2 members are celebrating their birthday today:

-Theogenes (Age: hidden)
-DMcFadden (born 1953, Age: 59)


Happy Birthday!


----------



## OPC'n (Aug 4, 2012)

Happy birthday DMcFadden!!!!!!! Happy birthday Theogenes!!!!


----------



## CalvinandHodges (Aug 4, 2012)

Happy Birthdays!


----------



## Berean (Aug 4, 2012)

Happy Birthdays to youse guys!


----------



## GulfCoast Presbyterian (Aug 4, 2012)

Happy Birthdays!


Sent from my iPad using Tapatalk HD


----------



## Gforce9 (Aug 4, 2012)

Happy Birthday, good men!


----------



## dudley (Aug 4, 2012)

Happy Birthday brothers!


----------



## Unoriginalname (Aug 4, 2012)

Happy birthday guys!


----------



## Theogenes (Aug 4, 2012)

Thank you one and all! (I'm 54 by the way...much younger than DMcFadden...


----------



## Jerusalem Blade (Aug 5, 2012)

Happy birthdays, Jim and Dennis! Though, Jim, I do have to have to say that – all things being equal – Dennis is closer to his _eternal_ youth than the earthly younger you.


----------



## Theogenes (Aug 6, 2012)

Jerusalem Blade said:


> Happy birthdays, Jim and Dennis!

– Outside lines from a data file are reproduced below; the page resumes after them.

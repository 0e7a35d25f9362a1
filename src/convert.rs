use std::fs;
use std::io;
use std::path::Path;

use log::{error, info, warn};
use rayon::prelude::*;

use crate::decode::decode_image;
use crate::encode::{encode_image, shrink_to_fit};
use crate::error::ConvertError;
use crate::models::conversion::{
    output_file_name, BatchOptions, BatchOutput, BatchSummary, ConversionRequest,
    ConversionResult,
};
use crate::models::image::InputImage;
use crate::utils::{archive_file_name, format_file_size, ProgressManager};
use crate::zip::ArchiveBuilder;

/// 轉換單一影像：解碼、選擇性縮小、編碼，回傳輸出檔名與編碼位元組
pub fn convert_single(
    input: &InputImage,
    request: &ConversionRequest,
) -> Result<(String, Vec<u8>), ConvertError> {
    let mut image = decode_image(&input.data)?;
    if let Some(limits) = &request.resize {
        image = shrink_to_fit(image, limits);
    }
    let data = encode_image(&image, request.format, request.quality)?;
    Ok((output_file_name(&input.file_name, request.format), data))
}

/// 批次轉換核心。每個輸入恰好產生一筆結果，順序與輸入相同；
/// 單一檔案失敗不會中止其餘檔案。全部失敗時 archive 為 None。
pub fn convert_batch(
    inputs: &[InputImage],
    request: &ConversionRequest,
    progress: &ProgressManager,
) -> BatchOutput {
    // 項目彼此獨立，平行轉換；collect 保持輸入順序
    let converted: Vec<Result<(String, Vec<u8>), ConvertError>> = inputs
        .par_iter()
        .map(|input| {
            let outcome = convert_single(input, request);
            progress.item_done(&input.file_name, outcome.is_ok());
            outcome
        })
        .collect();

    // ZIP 寫入維持循序，不需要鎖
    let mut builder = ArchiveBuilder::new();
    let mut results = Vec::with_capacity(inputs.len());
    for (input, outcome) in inputs.iter().zip(converted) {
        let result = match outcome {
            Ok((out_name, data)) => match builder.add_entry(&out_name, &data) {
                Ok(final_name) => ConversionResult::Converted {
                    file_name: final_name,
                    data,
                },
                Err(e) => ConversionResult::Failed {
                    file_name: input.file_name.clone(),
                    error: e.to_string(),
                },
            },
            Err(e) => ConversionResult::Failed {
                file_name: input.file_name.clone(),
                error: e.to_string(),
            },
        };
        results.push(result);
    }

    let archive = match builder.finish() {
        Ok(archive) => archive,
        Err(e) => {
            error!("壓縮檔收尾失敗：{}", e);
            None
        }
    };

    BatchOutput { results, archive }
}

/// CLI 層的完整流程：收集檔案、讀取、批次轉換、寫出 ZIP
pub fn run_conversion(options: &BatchOptions) -> io::Result<BatchSummary> {
    let files = crate::file::collect_heic_files(&options.input_path)?;
    if files.is_empty() {
        warn!("無符合條件的檔案可處理");
        return Err(io::Error::new(
            io::ErrorKind::NotFound,
            format!(
                "在 '{}' 找不到 HEIC/HEIF 檔案",
                options.input_path.display()
            ),
        ));
    }

    let inputs = crate::file::read_input_images(&files)?;
    let request = options.request();
    info!(
        "正在處理 {} 個檔案，輸出格式：{}",
        inputs.len(),
        request.format.label()
    );

    let progress = ProgressManager::new(inputs.len() as u64, options.no_progress);
    let output = convert_batch(&inputs, &request, &progress);

    let mut succeeded = Vec::new();
    let mut failed = Vec::new();
    for (input, result) in inputs.iter().zip(&output.results) {
        match result {
            ConversionResult::Converted { file_name, data } => {
                info!(
                    "轉換成功：{} -> {}（{}）",
                    input.file_name,
                    file_name,
                    format_file_size(data.len())
                );
                succeeded.push(file_name.clone());
            }
            ConversionResult::Failed { file_name, error } => {
                error!("轉換失敗：{}：{}", file_name, error);
                failed.push((file_name.clone(), error.clone()));
            }
        }
    }
    progress.finish(succeeded.len(), failed.len());

    let archive = output.archive.ok_or_else(|| {
        io::Error::new(io::ErrorKind::Other, "沒有任何檔案轉換成功")
    })?;

    fs::create_dir_all(&options.output_dir)?;
    let archive_path = Path::new(&options.output_dir).join(archive_file_name());
    fs::write(&archive_path, &archive)?;
    info!(
        "寫入壓縮檔：{}，大小：{}",
        archive_path.display(),
        format_file_size(archive.len())
    );

    Ok(BatchSummary {
        archive_path: archive_path.to_string_lossy().to_string(),
        succeeded,
        failed,
    })
}

#[cfg(test)]
mod tests {
    use super::*;
    use crate::models::conversion::{OutputFormat, ResizeLimits};
    use std::io::Cursor;
    use zip::ZipArchive;

    fn png_input(name: &str, width: u32, height: u32) -> InputImage {
        let img = image::RgbaImage::from_pixel(width, height, image::Rgba([50, 100, 150, 255]));
        let mut buf = Vec::new();
        image::DynamicImage::ImageRgba8(img)
            .write_to(&mut Cursor::new(&mut buf), image::ImageFormat::Png)
            .unwrap();
        InputImage::new(name, buf)
    }

    fn corrupt_input(name: &str) -> InputImage {
        InputImage::new(name, b"not an image at all".to_vec())
    }

    fn request(format: OutputFormat) -> ConversionRequest {
        ConversionRequest {
            format,
            quality: 95,
            resize: None,
        }
    }

    fn hidden_progress(total: usize) -> ProgressManager {
        ProgressManager::new(total as u64, true)
    }

    #[test]
    fn every_input_yields_exactly_one_result_in_order() {
        let inputs = vec![
            png_input("a.heic", 4, 4),
            corrupt_input("broken.heic"),
            png_input("c.heic", 4, 4),
        ];
        let output = convert_batch(&inputs, &request(OutputFormat::Png), &hidden_progress(3));

        assert_eq!(output.results.len(), 3);
        assert_eq!(output.results[0].file_name(), "a.png");
        assert!(!output.results[1].is_converted());
        assert_eq!(output.results[1].file_name(), "broken.heic");
        assert_eq!(output.results[2].file_name(), "c.png");
    }

    #[test]
    fn corrupt_input_does_not_abort_the_batch() {
        let inputs = vec![corrupt_input("x.heic"), png_input("y.heic", 2, 2)];
        let output = convert_batch(&inputs, &request(OutputFormat::Png), &hidden_progress(2));

        assert!(!output.results[0].is_converted());
        assert!(output.results[1].is_converted());

        let archive = output.archive.expect("一個成功項目應產生壓縮檔");
        let zip = ZipArchive::new(Cursor::new(archive)).unwrap();
        assert_eq!(zip.len(), 1);
    }

    #[test]
    fn all_failed_batch_has_no_archive() {
        let inputs = vec![corrupt_input("a.heic"), corrupt_input("b.heic")];
        let output = convert_batch(&inputs, &request(OutputFormat::Jpeg), &hidden_progress(2));

        assert!(output.archive.is_none());
        assert!(output.results.iter().all(|r| !r.is_converted()));
    }

    #[test]
    fn colliding_output_names_are_deduplicated() {
        let inputs = vec![png_input("photo.heic", 2, 2), png_input("photo.heic", 2, 2)];
        let output = convert_batch(&inputs, &request(OutputFormat::Png), &hidden_progress(2));

        assert_eq!(output.results[0].file_name(), "photo.png");
        assert_eq!(output.results[1].file_name(), "photo_1.png");

        let archive = output.archive.unwrap();
        let zip = ZipArchive::new(Cursor::new(archive)).unwrap();
        assert_eq!(zip.len(), 2);
    }

    #[test]
    fn resize_limits_apply_during_conversion() {
        let inputs = vec![png_input("big.heic", 400, 300)];
        let req = ConversionRequest {
            format: OutputFormat::Png,
            quality: 95,
            resize: Some(ResizeLimits {
                max_width: 100,
                max_height: 100,
            }),
        };
        let output = convert_batch(&inputs, &req, &hidden_progress(1));

        match &output.results[0] {
            ConversionResult::Converted { data, .. } => {
                let decoded = image::load_from_memory(data).unwrap();
                assert_eq!((decoded.width(), decoded.height()), (100, 75));
            }
            ConversionResult::Failed { error, .. } => panic!("轉換不應失敗：{}", error),
        }
    }

    #[test]
    fn run_conversion_writes_archive_to_output_dir() {
        let dir = tempfile::tempdir().unwrap();
        let out_dir = tempfile::tempdir().unwrap();
        // 內容為 PNG 位元組的 .heic 檔案會經由解碼 fallback 成功
        let input = png_input("sample.heic", 4, 4);
        std::fs::write(dir.path().join("sample.heic"), &input.data).unwrap();

        let options = BatchOptions {
            input_path: dir.path().to_path_buf(),
            output_dir: out_dir.path().to_string_lossy().to_string(),
            format: OutputFormat::Png,
            quality: 95,
            resize: None,
            no_progress: true,
        };
        let summary = run_conversion(&options).unwrap();

        assert_eq!(summary.succeeded, vec!["sample.png"]);
        assert!(summary.failed.is_empty());
        assert!(Path::new(&summary.archive_path).exists());
    }

    #[test]
    fn run_conversion_fails_when_nothing_succeeds() {
        let dir = tempfile::tempdir().unwrap();
        let out_dir = tempfile::tempdir().unwrap();
        std::fs::write(dir.path().join("junk.heic"), b"garbage").unwrap();

        let options = BatchOptions {
            input_path: dir.path().to_path_buf(),
            output_dir: out_dir.path().to_string_lossy().to_string(),
            format: OutputFormat::Png,
            quality: 95,
            resize: None,
            no_progress: true,
        };
        assert!(run_conversion(&options).is_err());
    }

    #[test]
    fn run_conversion_errors_on_empty_directory() {
        let dir = tempfile::tempdir().unwrap();
        let options = BatchOptions {
            input_path: dir.path().to_path_buf(),
            output_dir: "output".to_string(),
            format: OutputFormat::Png,
            quality: 95,
            resize: None,
            no_progress: true,
        };
        let err = run_conversion(&options).unwrap_err();
        assert_eq!(err.kind(), io::ErrorKind::NotFound);
    }
}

Though, Jim, I do have to have to say that – all things being equal – Dennis is closer to his _eternal_ youth than the earthly younger you.



Well said, Steve!


----------



## Curt (Aug 6, 2012)

Happy Birthday, kids.


----------



## baron (Aug 6, 2012)

Happy Birthday to you both!!!


----------